Nel riquadro, il chirurgo Ludwig Rehn (IStock)
Non c’era più tempo per il dottor Ludwig Rehn. Il paziente stava per morire dissanguato davanti ai suoi occhi. Era il 7 settembre 1896 e il medico tedesco era allora il primario di chirurgia dell’ospedale civile di Francoforte quando fu chiamato d’urgenza per un giovane giardiniere di 22 anni accoltellato nel pomeriggio e trovato da un passante soltanto ore più tardi in condizioni disperate. Arrivò di fronte al dottor Rehn solo dopo le 3 del mattino. Da questo fatto di cronaca, nascerà il primo intervento a cuore aperto della storia della medicina e della cardiochirurgia.
Il paziente presentava una ferita da taglio al quarto spazio intercostale, appariva pallido e febbricitante con tachicardia, polso debole, aritmia e grave affanno respiratorio (68 atti al minuto quando la norma sarebbe 18-20) aggravato dallo sviluppo di uno pneumotorace sinistro. Condizioni che la mattina successiva peggiorarono rapidamente.
Senza gli strumenti diagnostici odierni, localizzare il danno era estremamente difficile, se non impossibile.
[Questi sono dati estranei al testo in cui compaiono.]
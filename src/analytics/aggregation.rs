//! Daily per-BSSID aggregation (§4.9, §3): detection counts, signal
//! statistics, coverage radius, mobility score, change counts, and
//! suspicious score, recomputed per bucket and upserted by (BSSID, date).

use std::collections::HashSet;

use crate::models::record::NetworkAnalyticsRow;

/// A single day's raw sighting used as aggregation input; one row per
/// detection of a given BSSID on the target day.
#[derive(Debug, Clone)]
pub struct DailySighting {
    pub signal_dbm: Option<f64>,
    pub lat: Option<f64>,
    pub lon: Option<f64>,
    pub encryption: Option<String>,
    pub ssid: Option<String>,
    pub channel: Option<i64>,
}

const EARTH_RADIUS_M: f64 = 6_371_000.0;

fn haversine_m(a: (f64, f64), b: (f64, f64)) -> f64 {
    let (lat1, lon1) = (a.0.to_radians(), a.1.to_radians());
    let (lat2, lon2) = (b.0.to_radians(), b.1.to_radians());
    let dlat = lat2 - lat1;
    let dlon = lon2 - lon1;
    let h = (dlat / 2.0).sin().powi(2) + lat1.cos() * lat2.cos() * (dlon / 2.0).sin().powi(2);
    2.0 * EARTH_RADIUS_M * h.sqrt().asin()
}

fn centroid(points: &[(f64, f64)]) -> (f64, f64) {
    let n = points.len() as f64;
    let (sum_lat, sum_lon) = points.iter().fold((0.0, 0.0), |(a, b), p| (a + p.0, b + p.1));
    (sum_lat / n, sum_lon / n)
}

/// Aggregate one BSSID's sightings for a single day, plus the count of
/// suspicious findings attributed to it that day, into a `network_analytics` row.
pub fn aggregate_bssid_day(bssid: &str, date: &str, sightings: &[DailySighting], suspicious_findings: usize) -> NetworkAnalyticsRow {
    let detection_count = sightings.len() as i64;

    let locations: Vec<(f64, f64)> = sightings.iter().filter_map(|s| Some((s.lat?, s.lon?))).collect();
    let unique_locations = locations
        .iter()
        .map(|(lat, lon)| (format!("{lat:.4}"), format!("{lon:.4}")))
        .collect::<HashSet<_>>()
        .len() as i64;

    let signals: Vec<f64> = sightings.iter().filter_map(|s| s.signal_dbm).collect();
    let (signal_min, signal_max, signal_mean, signal_variance) = if signals.is_empty() {
        (None, None, None, None)
    } else {
        let min = signals.iter().cloned().fold(f64::INFINITY, f64::min);
        let max = signals.iter().cloned().fold(f64::NEG_INFINITY, f64::max);
        let mean = signals.iter().sum::<f64>() / signals.len() as f64;
        let variance = signals.iter().map(|v| (v - mean).powi(2)).sum::<f64>() / signals.len() as f64;
        (Some(min), Some(max), Some(mean), Some(variance))
    };

    let coverage_radius_m = if locations.len() >= 2 {
        let center = centroid(&locations);
        locations.iter().map(|p| haversine_m(center, *p)).fold(0.0, f64::max).into()
    } else {
        None
    };

    let mobility_score = if detection_count > 0 {
        (unique_locations as f64 / detection_count as f64).min(1.0)
    } else {
        0.0
    };

    let encryption_changes = sightings.iter().filter_map(|s| s.encryption.as_deref()).collect::<HashSet<_>>().len() as i64;
    let ssid_changes = sightings.iter().filter_map(|s| s.ssid.as_deref()).collect::<HashSet<_>>().len() as i64;
    let channel_changes = sightings.iter().filter_map(|s| s.channel).collect::<HashSet<_>>().len() as i64;

    let suspicious_score = if detection_count > 0 {
        (suspicious_findings as f64 / detection_count as f64).min(1.0)
    } else {
        0.0
    };

    NetworkAnalyticsRow {
        bssid: bssid.to_string(),
        date: date.to_string(),
        detection_count,
        unique_locations,
        signal_min,
        signal_max,
        signal_mean,
        signal_variance,
        coverage_radius_m,
        mobility_score,
        encryption_changes,
        ssid_changes,
        channel_changes,
        suspicious_score,
    }
}

#[cfg(test)]
mod tests {
    use super::*;

    fn sighting(lat: f64, lon: f64, signal: f64) -> DailySighting {
        DailySighting {
            signal_dbm: Some(signal),
            lat: Some(lat),
            lon: Some(lon),
            encryption: Some("WPA2".to_string()),
            ssid: Some("Home".to_string()),
            channel: Some(6),
        }
    }

    #[test]
    fn unique_locations_never_exceeds_total_detections() {
        let sightings = vec![sighting(1.0, 1.0, -50.0); 5];
        let row = aggregate_bssid_day("AA:BB:CC:DD:EE:FF", "2024-01-01", &sightings, 0);
        assert!(row.unique_locations <= row.detection_count);
        assert_eq!(row.unique_locations, 1);
    }

    #[test]
    fn suspicious_score_capped_at_one() {
        let sightings = vec![sighting(1.0, 1.0, -50.0); 3];
        let row = aggregate_bssid_day("AA:BB:CC:DD:EE:FF", "2024-01-01", &sightings, 10);
        assert_eq!(row.suspicious_score, 1.0);
    }

    #[test]
    fn coverage_radius_is_max_distance_from_centroid() {
        let sightings = vec![sighting(0.0, 0.0, -50.0), sighting(0.0, 0.001, -50.0)];
        let row = aggregate_bssid_day("AA:BB:CC:DD:EE:FF", "2024-01-01", &sightings, 0);
        assert!(row.coverage_radius_m.unwrap() > 0.0);
    }

    #[test]
    fn empty_signals_yield_none_statistics() {
        let sightings = vec![DailySighting { signal_dbm: None, lat: None, lon: None, encryption: None, ssid: None, channel: None }];
        let row = aggregate_bssid_day("AA:BB:CC:DD:EE:FF", "2024-01-01", &sightings, 0);
        assert!(row.signal_min.is_none());
        assert_eq!(row.coverage_radius_m, None);
    }
}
Il dottor Rehn riuscì tuttavia ad ipotizzare la posizione del danno mediante semplice auscultazione. La ferita aveva centrato il cuore. Senza esitare, decise di intervenire con un tamponamento cardiaco diretto, un’operazione mai provata precedentemente. Rehn praticò un’incisione di 14 cm all’altezza del quinto intercostale e scoprì la presenza di sangue scuro. Esplorò il pericardio con le mani, quindi lo aprì, esponendo per la prima volta nella storia della medicina un cuore attivo e pulsante, seppur gravemente compromesso e sanguinante. Tra i coaguli e l’emorragia Rehn individuò la ferita da taglio all’altezza del ventricolo destro. Il chirurgo operò una rapida sutura della ferita al cuore con un filo in seta, approfittando della fase di diastole prolungata a causa della sofferenza cardiaca. La sutura fu ripetuta tre volte fino a che l’emorragia si fermò del tutto e dopo un sussulto del cuore, questo riprese a battere più vigoroso e regolare. Prima di richiudere il torace, lavò il cuore ed il pericardio con soluzione idrosalina. Gli atti respiratori scesero repentinamente da 76 a 48, la febbre di conseguenza diminuì. Fu posto un drenaggio toracico che nel decorso postoperatorio rivelò una fase critica a causa di un’infezione, che Rehn riuscì tuttavia a controllare per l’efficacia del drenaggio stesso. Sei mesi dopo l’intervento il medico tedesco dichiarava: «Sono oggi nella fortunata posizione di potervi dichiarare che il paziente è ritornato in buona salute. Oggi è occupato in piccole attività lavorative, in quanto non gli ho al momento permesso nessuno sforzo fisico. Il paziente mostra ottime prospettive di conservazione di un buono stato di salute generale».